И вправду, звуки скачки и свистящего полета сменились иными — началась плясовая. Разнузданное веселье, топот и грозный, пугающий клич — все слилось в этой пляске, которая чем дальше, тем больше усиливалась и убыстрялась, завлекая в свой дикий ритм новые круги танцующих ведьм и бесов. И вдруг... Слышны далекие мерные удары.

— Это деревенский колокол. Ночь уходит. Мгновенье — и шабаш умолк, и будто сдуло всех с Лысой горы. Снова она пустая, голая, мрачно и безжизненно возвышается над окрестным лесом. Люди ни за что не пойдут на гору, которая пользуется такой дурной славой, а ведьмы и прочая нечисть опять появятся здесь лишь через год, в начале следующего лета...

Перекликались птицы; потрескивали под ногами сучья: путники уходили все дальше в сторону от горы.

— Музыка, которую ты слышала,—говорил Наташе Тон-Тоныч, — так и называется: «Ночь на Лысой горе». Написал ее композитор Модест Петрович Мусоргский. Он и Римский-Корсаков жили в одно и то же время, и были они большими друзьями.

Ну, а знакома ли тебе, синеглазая, музыка композитора Лядова? — спросил Тон-Тоныч.

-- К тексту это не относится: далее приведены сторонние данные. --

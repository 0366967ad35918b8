//! Shared utilities

mod logger;
mod timer;

pub use logger::init_logger;
pub use timer::Timer;
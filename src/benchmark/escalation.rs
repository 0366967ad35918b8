//! Concurrency escalation loop
//!
//! Fires 1, 2, 4, 8, ... simultaneous requests, one level at a time, until a
//! threshold is breached or the configured ceiling is passed.

use futures::future::join_all;
use std::io::{self, Write};
use std::sync::Arc;
use tracing::{debug, info, warn};

use super::metrics::{LevelSummary, StopTrigger, Thresholds};
use super::runner::CompletionProbe;
use crate::config::StressConfig;
use crate::models::RequestOutcome;
use crate::output;
use crate::utils::Timer;

/// How the ramp ended
#[derive(Clone, Debug, PartialEq)]
pub enum Termination {
    /// A level exceeded a threshold
    Bottleneck {
        concurrency: usize,
        trigger: StopTrigger,
        avg_latency_secs: f64,
        error_rate: f64,
    },
    /// Every level up to the ceiling stayed within the thresholds
    CeilingReached { max_concurrency: usize },
}

/// Everything the loop measured, in level order
#[derive(Clone, Debug)]
pub struct EscalationReport {
    pub levels: Vec<LevelSummary>,
    pub termination: Termination,
}

impl EscalationReport {
    pub fn hit_bottleneck(&self) -> bool {
        matches!(self.termination, Termination::Bottleneck { .. })
    }

    /// Highest level that stayed within the thresholds
    pub fn last_healthy_concurrency(&self) -> Option<usize> {
        let healthy = match self.termination {
            Termination::Bottleneck { .. } => self.levels.len().saturating_sub(1),
            Termination::CeilingReached { .. } => self.levels.len(),
        };
        self.levels[..healthy].last().map(|l| l.concurrency)
    }
}

/// Drives the probe through doubling concurrency levels
pub struct EscalationLoop<P> {
    probe: Arc<P>,
    max_concurrency: usize,
    thresholds: Thresholds,
}

impl<P: CompletionProbe> EscalationLoop<P> {
    pub fn new(probe: Arc<P>, config: &StressConfig) -> Self {
        Self {
            probe,
            max_concurrency: config.max_concurrency,
            thresholds: Thresholds::from(config),
        }
    }

    /// Run the ramp, writing report lines to `out` as each level completes
    pub async fn run<W: Write>(&self, out: &mut W) -> io::Result<EscalationReport> {
        let mut levels = Vec::new();
        let mut concurrency = 1usize;

        while concurrency <= self.max_concurrency {
            info!("Running level with {} concurrent requests", concurrency);
            let timer = Timer::start(format!("level {concurrency}"));

            let outcomes = self.run_level(concurrency).await;
            debug_assert_eq!(outcomes.len(), concurrency);
            debug!(
                "Level {} completed in {:.2}s",
                concurrency,
                timer.stop_secs()
            );

            let summary = LevelSummary::from_outcomes(concurrency, &outcomes);
            writeln!(out, "{}", output::format_level(&summary))?;
            for error in &summary.errors {
                writeln!(out, "{}", output::format_error(error))?;
            }
            out.flush()?;

            if let Some(trigger) = summary.breach(&self.thresholds) {
                warn!(
                    "{} threshold exceeded at concurrency {} ({} of {} requests failed)",
                    trigger,
                    concurrency,
                    summary.failures(),
                    concurrency
                );
                writeln!(out, "{}", output::format_bottleneck(&summary))?;
                out.flush()?;

                let termination = Termination::Bottleneck {
                    concurrency,
                    trigger,
                    avg_latency_secs: summary.avg_latency_secs,
                    error_rate: summary.error_rate,
                };
                levels.push(summary);
                return Ok(EscalationReport {
                    levels,
                    termination,
                });
            }

            levels.push(summary);
            concurrency = match concurrency.checked_mul(2) {
                Some(next) => next,
                None => break,
            };
        }

        info!(
            "Reached maximum concurrency {} without exceeding thresholds",
            self.max_concurrency
        );
        writeln!(out, "{}", output::format_ceiling_reached(self.max_concurrency))?;
        out.flush()?;

        Ok(EscalationReport {
            levels,
            termination: Termination::CeilingReached {
                max_concurrency: self.max_concurrency,
            },
        })
    }

    /// Launch `concurrency` requests at once and wait for all of them.
    ///
    /// One task per request, so the pool is exactly as wide as the level.
    /// Always yields exactly `concurrency` outcomes; a task that dies is
    /// recorded as a failed request.
    async fn run_level(&self, concurrency: usize) -> Vec<RequestOutcome> {
        let handles: Vec<_> = (0..concurrency)
            .map(|_| {
                let probe = Arc::clone(&self.probe);
                tokio::spawn(async move { probe.probe().await })
            })
            .collect();

        join_all(handles)
            .await
            .into_iter()
            .map(|joined| {
                joined.unwrap_or_else(|e| {
                    debug!("Request task did not complete: {}", e);
                    RequestOutcome::transport_failure(format!("request task failed: {e}"))
                })
            })
            .collect()
    }
}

— Знакома, — сказала Наташа.—Я часто слышала «Музыкальную табакерку» Лядова. В старину были такие коробочки-табакерки с невидимым музыкальным устройством. Ну, как в часах, разные колесики крутятся, есть там пружинки и молоточек, который стучит по звучащим пластинкам. Откроешь табакерку — и начинается музыка. Только она как будто стеклянная, неживая. И когда я слышу «Музыкальную табакерку», мне всегда кажется, будто под эту музыку танцуют, но только не люди, а куклы.



— Верно, — согласился Тон-Тоныч. — Ведь Анатолий Константинович Лядов в своей маленькой шутке и хотел показать, как звучит механическая музыка. Но сочинял он музыку и совсем иную...

Как раз в этот момент Ученый Кот, который постоянно держался чуть впереди, мягкими прыжками стал удаляться от них все дальше и скрылся из виду.

— А ну-ка, ну-ка, — заспешил и Тон-Тоныч. — Кажется, мы у цели.

Они ускорили шаги, и через несколько мгновений, раздвинув густой кустарник, вышли к воде. Перед ними было не очень большое круглое озеро, настолько круглое и ровное по краям, что Наташе хотелось сравнить его с блюдцем. Но блюдце-то — мелкое, а это казалось бездонным. Вода в нем была темна, неподвижна и выглядела даже не как вода, а как что-то густое, тяжелое...

Старые ивы с матовой, будто тусклое позеленевшее серебро, листвой окружали низкий берег. Вода кое-где цвела, и тут и там над темной поверхностью белели светильники лилий. Тихо-тихо, как движение тумана, как тень на тронутых слабым ветром листьях, зазвучала музыка... Завораживающая мелодия появилась было и смолкла, растворившись в протяжных звуках, словно, негромко плеснув, канула она в глубину...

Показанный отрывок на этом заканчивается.